Fedora will never configure static DNS servers for you in
resolved.conf. That config file was manually edited with improper
syntax to wind up in this broken state. My guess is that it was edited
by the VPS provider, but who knows.
We don't set DNS there intentionally because it eliminates any benefit
of using split DNS. Your static global DNS= configuration in
resolved.conf is used for *every* request, *in addition* to per-link
DNS configuration. So if you have per-link DNS configuration from DHCP
-- which almost everybody will except in cloud environments like this
-- then you would wind up with two parallel DNS queries going out for
every lookup, where whichever finishes first wins. That's not a good
default.
On Thu, Feb 18, 2021 at 6:52 am, David Both <LinuxGeek46@xxxxxxxx>
wrote:
I do not believe that this is just about lack of fallback and the
silent fail.
Although that is probably true, it is also about the "silent" change
from nss to
systemd-resolved and THEN the silent change to zero default fallback.
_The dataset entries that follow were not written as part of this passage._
//! Rider registration and login.

use crate::error::CoreError;
use crate::handlers::require_field;
use courier_auth::{hash_password, verify_password, TokenService};
use courier_storage::{StorageError, StorageService};
use courier_types::{LoginRequest, LoginResponse, RegisterRequest, Rider, RiderProfile, StorageKey};
use std::sync::Arc;

/// Handles rider account creation and credential checks.
pub struct AuthHandler {
	storage: Arc<StorageService>,
	tokens: Arc<TokenService>,
}

impl AuthHandler {
	/// Creates a new auth handler.
	pub fn new(storage: Arc<StorageService>, tokens: Arc<TokenService>) -> Self {
		Self { storage, tokens }
	}

	/// Registers a new rider.
	///
	/// The phone index is claimed with put-if-absent before the rider
	/// record is written, so two concurrent registrations of the same
	/// phone cannot both succeed. Registration does not sign the rider
	/// in; the app follows up with a login call.
	pub async fn register(&self, request: RegisterRequest) -> Result<RiderProfile, CoreError> {
		let name = require_field(request.name, "name")?;
		let phone = require_field(request.phone, "phone")?;
		let password = match request.password {
			Some(p) if !p.is_empty() => p,
			_ => return Err(CoreError::BadRequest("password is required".to_string())),
		};

		let password_hash = hash_password(&password)?;
		let rider = Rider::new(name, phone.clone(), password_hash);

		match self
			.storage
			.create(StorageKey::RidersByPhone, &phone, &rider.id)
			.await
		{
			Ok(()) => {},
			Err(StorageError::AlreadyExists) => {
				return Err(CoreError::Conflict(
					"Phone number is already registered".to_string(),
				))
			},
			Err(e) => return Err(e.into()),
		}
		if let Err(e) = self
			.storage
			.store(StorageKey::Riders, &rider.id, &rider)
			.await
		{
			// Release the phone claim so the registration can be retried.
			if let Err(cleanup) = self.storage.remove(StorageKey::RidersByPhone, &phone).await {
				tracing::warn!(phone = %phone, error = %cleanup, "Failed to release phone claim");
			}
			return Err(e.into());
		}

		let profile = rider.profile();
		tracing::info!(rider_id = %profile.id, "Registered new rider");
		Ok(profile)
	}

	/// Authenticates a rider by phone and password.
	///
	/// Unknown phone and wrong password produce the same error, so the
	/// login endpoint cannot be used to enumerate accounts.
	pub async fn login(&self, request: LoginRequest) -> Result<LoginResponse, CoreError> {
		let phone = require_field(request.phone, "phone")?;
		let password = match request.password {
			Some(p) if !p.is_empty() => p,
			_ => return Err(CoreError::BadRequest("password is required".to_string())),
		};

		let rider_id: String = match self
			.storage
			.retrieve(StorageKey::RidersByPhone, &phone)
			.await
		{
			Ok(id) => id,
			Err(StorageError::NotFound) => {
				return Err(CoreError::Unauthorized(
					"Invalid phone or password".to_string(),
				))
			},
			Err(e) => return Err(e.into()),
		};
		// A phone claim without a rider behind it (an interrupted
		// registration) reads the same as an unknown phone.
		let rider: Rider = match self.storage.retrieve(StorageKey::Riders, &rider_id).await {
			Ok(rider) => rider,
			Err(StorageError::NotFound) => {
				return Err(CoreError::Unauthorized(
					"Invalid phone or password".to_string(),
				))
			},
			Err(e) => return Err(e.into()),
		};

		if !verify_password(&password, &rider.password_hash)? {
			return Err(CoreError::Unauthorized(
				"Invalid phone or password".to_string(),
			));
		}

		let profile = rider.profile();
		let token = self.tokens.issue(&profile)?;

		Ok(LoginResponse {
			token,
			rider: profile,
		})
	}
}

#[cfg(test)]
mod tests {
	use super::*;
	use courier_storage::implementations::memory::MemoryStorage;
	use courier_types::SecretString;

	fn handler() -> AuthHandler {
		AuthHandler::new(
			Arc::new(StorageService::new(Box::new(MemoryStorage::new()))),
			Arc::new(TokenService::new(SecretString::from("test-secret"), 12)),
		)
	}

	fn register_request() -> RegisterRequest {
		RegisterRequest {
			name: Some("Juan".to_string()),
			phone: Some("09171234567".to_string()),
			password: Some("hunter22".to_string()),
		}
	}

	#[tokio::test]
	async fn test_register_then_login() {
		let handler = handler();

		let registered = handler.register(register_request()).await.unwrap();
		assert_eq!(registered.phone, "09171234567");

		let logged_in = handler
			.login(LoginRequest {
				phone: Some("09171234567".to_string()),
				password: Some("hunter22".to_string()),
			})
			.await
			.unwrap();
		assert_eq!(logged_in.rider.id, registered.id);
		assert!(!logged_in.token.is_empty());
	}

	#[tokio::test]
	async fn test_duplicate_phone_rejected() {
		let handler = handler();
		handler.register(register_request()).await.unwrap();

		let mut second = register_request();
		second.name = Some("Pedro".to_string());
		let err = handler.register(second).await.unwrap_err();
		assert!(matches!(err, CoreError::Conflict(_)));
	}

	#[tokio::test]
	async fn test_register_requires_all_fields() {
		let handler = handler();

		let mut request = register_request();
		request.phone = None;
		assert!(matches!(
			handler.register(request).await.unwrap_err(),
			CoreError::BadRequest(_)
		));

		let mut request = register_request();
		request.password = Some(String::new());
		assert!(matches!(
			handler.register(request).await.unwrap_err(),
			CoreError::BadRequest(_)
		));
	}

	#[tokio::test]
	async fn test_dangling_phone_claim_reads_as_bad_credentials() {
		let storage = Arc::new(StorageService::new(Box::new(MemoryStorage::new())));
		let handler = AuthHandler::new(
			storage.clone(),
			Arc::new(TokenService::new(SecretString::from("test-secret"), 12)),
		);

		// A phone claim left behind by an interrupted registration.
		storage
			.store(StorageKey::RidersByPhone, "09171234567", &"gone".to_string())
			.await
			.unwrap();

		let err = handler
			.login(LoginRequest {
				phone: Some("09171234567".to_string()),
				password: Some("hunter22".to_string()),
			})
			.await
			.unwrap_err();
		assert!(matches!(err, CoreError::Unauthorized(_)));
	}

	#[tokio::test]
	async fn test_login_wrong_password_and_unknown_phone_look_alike() {
		let handler = handler();
		handler.register(register_request()).await.unwrap();

		let wrong_password = handler
			.login(LoginRequest {
				phone: Some("09171234567".to_string()),
				password: Some("wrong".to_string()),
			})
			.await
			.unwrap_err();
		let unknown_phone = handler
			.login(LoginRequest {
				phone: Some("09990000000".to_string()),
				password: Some("hunter22".to_string()),
			})
			.await
			.unwrap_err();

		assert_eq!(wrong_password.to_string(), unknown_phone.to_string());
		assert!(matches!(wrong_password, CoreError::Unauthorized(_)));
		assert!(matches!(unknown_phone, CoreError::Unauthorized(_)));
	}
}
There was a series of silent changes that brought this failure to
light.
There are different opinions on the fallback. The opinion that won in
the end was removing the fallback to expose problems rather than hide
them. I think that's an OK end result, but I agree it's unfortunate
that happened in a post-release update such that installing updates can
break a "working" (sort of) configuration. There's not really anything
to be done about it now.
Everything still goes through nss, and you can switch from nss-resolve
back to nss-dns if you want to (but it will be worse).
Not only do I not see the need for a change to a new name service
client, the
lack of information about the changeover to users outside this list
is a
terrible example for its lack of communication. Although I try to
read the
release notes I sometimes seem to miss things or fail to read them
altogether.
In addition to the release notes:
https://fedoraproject.org/wiki/Changes/systemd-resolved#Release_Notes
And the discussion of upgrade/compatibility impact on the change page:
https://fedoraproject.org/wiki/Changes/systemd-resolved#Upgrade.2Fcompatibility_impact
We also have two blog posts:
https://fedoramagazine.org/systemd-resolved-introduction-to-split-dns/
https://blogs.gnome.org/mcatanzaro/2020/12/17/understanding-systemd-resolved-split-dns-and-vpn-configuration/
In particular, my blog post attempts to explain how terrible our DNS
resolution was without systemd-resolved. It was bad. Fedora users
deserve a decent DNS resolver.
Exception: I suspect we might have a real problem for cloud servers
without DHCP, which I reported in
https://pagure.io/fedora-server/issue/10.
My remaining question is, where can I find a complete description of
systemd-resolved and what its design goals are?
systemd-resolved(8)
There is also this upstream documentation on how systemd-resolved
handles VPNs:
https://github.com/systemd/systemd/blob/main/docs/RESOLVED-VPNS.md
That's specific to VPN configuration and intended for people writing
third-party VPN software, but it shows pretty clearly exactly how
systemd-resolved decides where to send your DNS, so if you are really
trying to understand it's good to read.